The surgical intervention can be achieved through the conventional or laparoscopic method – minimally invasive technique. Within this process, several small incisions (5-10 millimeters) are done in the abdominal wall through which the working instruments and the laparoscope are inserted, a tube equipped with a video camera that transmits images from the abdominal cavity. It is connected to a monitor and in this way the surgeon can use the instrument with a very high precision. The advantages of this technique are represented by the small incisions, minor scars, less intense pain, lower infection risk and rapid recovery.
Keep in mind!
Surgery is recommended for those patients with an infected pancreatic necrosis and complications. Another therapeutic approach is represented by the endoscopic retrograde cholangiopancreatography (ERCP), but this must be done only in the first 24-72 hours after the admission in the hospital. ERCP reduces mortality and morbidity, and its indications are:
- The patient’s clinical deterioration or no improvement of symptoms under medical supportive treatment in 24 hours
- Detection of calculi on the common bile-duct or intrahepatic / extrahepatic ducts dilated at CT.
The disadvantages of ERCP are the major risk of haemorrhage after the intervention and the fact that this technique itself is able to precipitate the onset of pancreatitis or to infect an already started pancreatitis which was sterile.
The treatment of chronic pancreatitis
Chronic pancreatitis is more difficult and more complicated to treat.

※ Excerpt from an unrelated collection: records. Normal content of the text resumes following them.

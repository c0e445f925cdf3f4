//! vaocean-server - standalone runnable server for the
//! VirtualAcousticOcean simulator.
//!
//! Loads a scenario (YAML, or the built-in two-node demo), wires it into
//! a [`vaocean_core::Simulation`], binds each node's protocol daemon,
//! and runs until a shutdown signal arrives.

mod config;
mod free_space;

use std::net::SocketAddr;
use std::path::PathBuf;
use std::sync::Arc;

use anyhow::{Context, Result};
use clap::Parser;
use tokio::signal;

use vaocean_core::{NodeConfig, ProtocolDaemon, RedGaussianNoise, Simulation, Uasp2Daemon, UaspDaemon};

use crate::config::{ProtocolKind, ServerConfig};
use crate::free_space::FreeSpacePropagation;

/// VirtualAcousticOcean server - real-time underwater-acoustic modem simulator.
#[derive(Parser, Debug)]
#[command(name = "vaocean-server")]
#[command(author, version, about, long_about = None)]
struct Args {
    /// Path to the scenario configuration file (YAML). Uses a built-in
    /// two-node demo scenario when omitted.
    #[arg(short, long, value_name = "FILE")]
    config: Option<PathBuf>,

    /// Log level (error, warn, info, debug, trace).
    #[arg(short, long, default_value = "info", env = "VAOCEAN_LOG_LEVEL")]
    log_level: log::LevelFilter,
}

#[tokio::main]
async fn main() -> Result<()> {
    let args = Args::parse();

    env_logger::Builder::new()
        .filter_level(args.log_level)
        .format_timestamp_millis()
        .init();

    log::info!("VirtualAcousticOcean server v{}", env!("CARGO_PKG_VERSION"));

    let scenario =
        ServerConfig::load(args.config.as_deref()).context("Failed to load scenario configuration")?;
    log::info!(
        "Scenario: frequency={}Hz, nodes={}, mobility={}",
        scenario.frequency,
        scenario.nodes.len(),
        scenario.mobility
    );

    let sim_config = scenario.to_simulation_config();
    sim_config.validate().context("Invalid simulation configuration")?;

    let propagation = Arc::new(FreeSpacePropagation::new(scenario.sound_speed));
    let noise = Arc::new(RedGaussianNoise::new());
    let runtime = tokio::runtime::Handle::current();

    let sim = Simulation::new(sim_config, propagation, noise, runtime)
        .context("Failed to construct simulation")?;

    for (idx, node_spec) in scenario.nodes.iter().enumerate() {
        let ochannels = node_spec.ochannels.unwrap_or(node_spec.relpos.len());
        let node_config = NodeConfig {
            position: node_spec.position,
            relpos: node_spec.relpos.clone(),
            ochannels,
            igain: node_spec.igain,
            ogain: node_spec.ogain,
            obufsize: node_spec.obufsize,
        };

        let control_bind: SocketAddr = (node_spec.bind_ip, node_spec.port).into();
        let daemon: Arc<dyn ProtocolDaemon> = match node_spec.protocol {
            ProtocolKind::Uasp => {
                let data_bind: SocketAddr = (node_spec.bind_ip, node_spec.port + 1).into();
                Arc::new(UaspDaemon::new(control_bind, data_bind, node_spec.obufsize))
            }
            ProtocolKind::Uasp2 => {
                // UASP2 only needs an outbound UDP socket for pushing ADC
                // frames; the destination is learned from `istart`, so an
                // ephemeral local port is fine.
                let data_bind: SocketAddr = (node_spec.bind_ip, 0).into();
                Arc::new(Uasp2Daemon::new(control_bind, data_bind, node_spec.obufsize))
            }
        };

        sim.add_node(node_config, daemon)
            .with_context(|| format!("Failed to add node {idx}"))?;
        log::info!("Node {idx} bound at {control_bind} ({:?})", node_spec.protocol);
    }

    sim.run().context("Failed to start simulation")?;
    log::info!("Simulation running");

    shutdown_signal().await;
    log::info!("Shutdown signal received, stopping simulation...");
    sim.close();
    log::info!("Shutdown complete");
    Ok(())
}

/// Waits for a shutdown signal (Ctrl+C or SIGTERM).
async fn shutdown_signal() {
    let ctrl_c = async {
        signal::ctrl_c()
            .await
            .expect("Failed to install Ctrl+C handler");
    };

    #[cfg(unix)]
    let terminate = async {
        signal::unix::signal(signal::unix::SignalKind::terminate())
            .expect("Failed to install SIGTERM handler")
            .recv()
            .await;
    };

    #[cfg(not(unix))]
    let terminate = std::future::pending::<()>();

    tokio::select! {
        _ = ctrl_c => {},
        _ = terminate => {},
    }
}
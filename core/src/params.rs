//! Dynamic parameter bag for the get/set surface exposed to protocol daemons.
//!
//! The source system exposes symbolic keys of varying type over get/set.
//! [`ParamValue`] realizes that as a tagged variant per the design notes;
//! unknown keys are `None` on get and a silent no-op on set.

use serde::{Deserialize, Serialize};

/// A parameter value of one of the supported wire types.
#[derive(Debug, Clone, PartialEq, Serialize, Deserialize)]
#[serde(untagged)]
pub enum ParamValue {
    Int(i64),
    Float(f64),
    Bool(bool),
    ListFloat(Vec<f64>),
}

impl ParamValue {
    /// Returns the value as `i64`, truncating a float if necessary.
    pub fn as_i64(&self) -> Option<i64> {
        match self {
            Self::Int(v) => Some(*v),
            Self::Float(v) => Some(*v as i64),
            _ => None,
        }
    }

    /// Returns the value as `f64`.
    pub fn as_f64(&self) -> Option<f64> {
        match self {
            Self::Int(v) => Some(*v as f64),
            Self::Float(v) => Some(*v),
            _ => None,
        }
    }

    /// Returns the value as `bool`.
    pub fn as_bool(&self) -> Option<bool> {
        match self {
            Self::Bool(v) => Some(*v),
            _ => None,
        }
    }
}

impl From<i64> for ParamValue {
    fn from(v: i64) -> Self {
        Self::Int(v)
    }
}

impl From<u64> for ParamValue {
    fn from(v: u64) -> Self {
        Self::Int(v as i64)
    }
}

impl From<f64> for ParamValue {
    fn from(v: f64) -> Self {
        Self::Float(v)
    }
}

impl From<bool> for ParamValue {
    fn from(v: bool) -> Self {
        Self::Bool(v)
    }
}

impl From<Vec<f64>> for ParamValue {
    fn from(v: Vec<f64>) -> Self {
        Self::ListFloat(v)
    }
}

#[cfg(test)]
mod tests {
    use super::*;

    #[test]
    fn int_converts_to_f64() {
        let v = ParamValue::Int(6);
        assert_eq!(v.as_f64(), Some(6.0));
    }

    #[test]
    fn bool_does_not_convert_to_i64() {
        let v = ParamValue::Bool(true);
        assert_eq!(v.as_i64(), None);
    }

    #[test]
    fn untagged_serialization_round_trips() {
        let v = ParamValue::ListFloat(vec![96000.0]);
        let json = serde_json::to_string(&v).unwrap();
        assert_eq!(json, "[96000.0]");
        let back: ParamValue = serde_json::from_str(&json).unwrap();
        assert_eq!(back, v);
    }
}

The first therapeutic measures consist of relieving pain by administering analgesics and improving the metabolic and nutritional status of the patient (these problems are a direct consequence of the functional impairment of the exocrine and endocrine pancreas). The patients will receive enzymes to supplant normal secretion and insulin if necessary (if the disease is so intense and evolved and insulin and glucagon can not be synthesized and secreted anymore – endocrine function of the gland being therefore abolished as well). Then, the patient will receive such enzymes all his life in order to stimulate the function and the absorption of essential nutrients. Pancreatic enzyme replacement also treats malabsorption and steatorrhea. A low-fat diet may have protective effects. Surgery can relieve abdominal pain, can restore the correct drainage of pancreatic secretions (in the cases of chronic pancreatitis through a lithiasic blockage) and may reduce the frequency of attacks. The most common indication for surgery is the pain and the slowing of the functional deterioration. Also, chronic pancreatitis requires surgery if such complications appear: biliary or duodenal obstructions, pancreatic cysts and pseudocysts, gastrointestinal bleeding. The operations generally consist of pancreatic resection or drainage procedures.
The patients with chronic pancreatitis are advised to avoid alcohol and follow the medical recommendations concerning the dietary modifications that they have to do. The medical treatment should be administered correctly in order to avoid recurrence of complications due to malabsorption and reduce the frequency of relapses.
Because most cases of pancreatitis are caused by alcohol abuse, reducing it seems to have protective effects. Also, dietary changes, by reducing foods high in fat can be useful, as well as the recommendations concerning the removal of risk factors: obesity, hypertriglyceridemia, hypertension and the adequate control of diabetes.
The prognosis of pancreatitis generally depends on the severity of the disease, the intensity of symptoms and the presence of complications (when going to the emergency room or in the further evolution).